Ornamental grasses surpass all other garden plants for creating effects with back lighting. The flowers and foliage are highly translucent and are most dramatic early in the morning and late in the day when backlit or side-lit by the sun. Grasses also move gracefully in the wind, often creating a rustling sound in the breeze.

Clumpers vs. Spreaders
The vast majority of ornamental grasses do not spread. There are some notable exceptions however. You may want to avoid planting the following spreading grasses, especially if you have moist soil: Typha (Cat-tail), Phragmites australis (Common Reed), Phalaris arundinacea, Arundo donax (in California), Miscanthus (in southeast US.) and Imperata (in subtropical US).
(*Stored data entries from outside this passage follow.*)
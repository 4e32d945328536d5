//! Unified error handling with Sentry integration.
//!
//! Provides a unified `AppError` type that captures errors to Sentry before
//! responding to the client. All route handlers should return `Result<T, AppError>`.

use axum::{
    Json,
    extract::rejection::JsonRejection,
    http::StatusCode,
    response::{IntoResponse, Response},
};
use serde_json::json;
use thiserror::Error;

use longbox_core::ValidationError;

use crate::db::StoreError;
use crate::services::ServiceError;

/// Application-level error type for the storefront.
#[derive(Debug, Error)]
pub enum AppError {
    /// Client input could not be interpreted.
    #[error("Validation error: {0}")]
    Validation(#[from] ValidationError),

    /// Malformed request body.
    #[error("Bad request: {0}")]
    BadRequest(String),

    /// Resource not found.
    #[error("Not found: {0}")]
    NotFound(String),

    /// Caller identity is missing or not privileged.
    #[error("Forbidden: {0}")]
    Forbidden(String),

    /// Document store operation failed.
    #[error("Store error: {0}")]
    Store(#[from] StoreError),

    /// Internal server error.
    #[error("Internal error: {0}")]
    Internal(String),
}

impl From<ServiceError> for AppError {
    fn from(err: ServiceError) -> Self {
        match err {
            ServiceError::Validation(e) => Self::Validation(e),
            ServiceError::NotFound(msg) => Self::NotFound(msg),
            ServiceError::Store(e) => Self::Store(e),
        }
    }
}

impl From<JsonRejection> for AppError {
    fn from(rejection: JsonRejection) -> Self {
        Self::BadRequest(rejection.body_text())
    }
}

impl AppError {
    const fn status(&self) -> StatusCode {
        match self {
            Self::Validation(_) | Self::BadRequest(_) => StatusCode::BAD_REQUEST,
            Self::NotFound(_) => StatusCode::NOT_FOUND,
            Self::Forbidden(_) => StatusCode::FORBIDDEN,
            Self::Store(_) | Self::Internal(_) => StatusCode::INTERNAL_SERVER_ERROR,
        }
    }
}

impl IntoResponse for AppError {
    fn into_response(self) -> Response {
        // Capture server errors to Sentry
        if matches!(self, Self::Store(_) | Self::Internal(_)) {
            let event_id = sentry::capture_error(&self);
            tracing::error!(
                error = %self,
                sentry_event_id = %event_id,
                "Request error"
            );
        }

        // Don't expose internal error details to clients
        let message = match &self {
            Self::Store(_) | Self::Internal(_) => "Internal server error".to_string(),
            Self::Validation(err) => err.to_string(),
            Self::BadRequest(msg) | Self::NotFound(msg) | Self::Forbidden(msg) => msg.clone(),
        };

        (self.status(), Json(json!({ "error": message }))).into_response()
    }
}

/// Result type alias for `AppError`.
pub type Result<T> = std::result::Result<T, AppError>;

/// Set the Sentry user context from the caller identity.
pub fn set_sentry_user(sub: &str) {
    sentry::configure_scope(|scope| {
        scope.set_user(Some(sentry::User {
            id: Some(sub.to_string()),
            ..Default::default()
        }));
    });
}

/// Add a breadcrumb for user actions.
///
/// Breadcrumbs appear in Sentry error reports to show the trail of user actions
/// leading up to an error.
///
/// # Example
///
/// ```rust,ignore
/// add_breadcrumb("inventory", "Updated item", Some(&[("id", "42")]));
/// ```
pub fn add_breadcrumb(category: &str, message: &str, data: Option<&[(&str, &str)]>) {
    let mut breadcrumb = sentry::Breadcrumb {
        category: Some(category.to_string()),
        message: Some(message.to_string()),
        level: sentry::Level::Info,
        ..Default::default()
    };

    if let Some(pairs) = data {
        for (key, value) in pairs {
            breadcrumb.data.insert(
                (*key).to_string(),
                serde_json::Value::String((*value).to_string()),
            );
        }
    }

    sentry::add_breadcrumb(breadcrumb);
}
Although locally (in the Northwest) we have not seen problems with Miscanthus nor Imperata, the potential for invasive behavior exists. Running bamboo like Pleioblastus and Phyllostachys can also be invasive, however some bamboos, like Fargesia are clump forming. A few ornamental grasses can self-sow aggressively, examples are Helictotrichon, Pennisetum ‘Little Bunny’, Pennisetum ‘Moudry’ and Chasmanthium latifolium, but it is easy to control this by cutting off the blooms before they form seed. In spite of these exceptions, most ornamental grasses can be used in most landscapes without concerns that they may take over or damage the native habitat.

Warm Season Grasses and Cool Season Grasses
Grasses are usually grouped as either warm season growers or cool season growers. Cool season grasses grow best from 40 to 75 degrees, provided they have ample moisture. Examples are Deschampsia, Festuca, and Helictotrichon. Cool season grasses will go dormant in summer during periods of high heat and drought. When dormant, cool season grasses will turn brown. Even though dormant, it is still necessary to water about 1 inch of water per month to keep the roots of cool season grasses alive. Warm season grasses grow well from 75 to 95 degrees, again with ample moisture. Warm season grasses typically break winter dormancy late in the spring and are slow growing until summer arrives. Most warm season grasses bloom at the end of summer. Examples are Miscanthus, Panicums and Pennisetums.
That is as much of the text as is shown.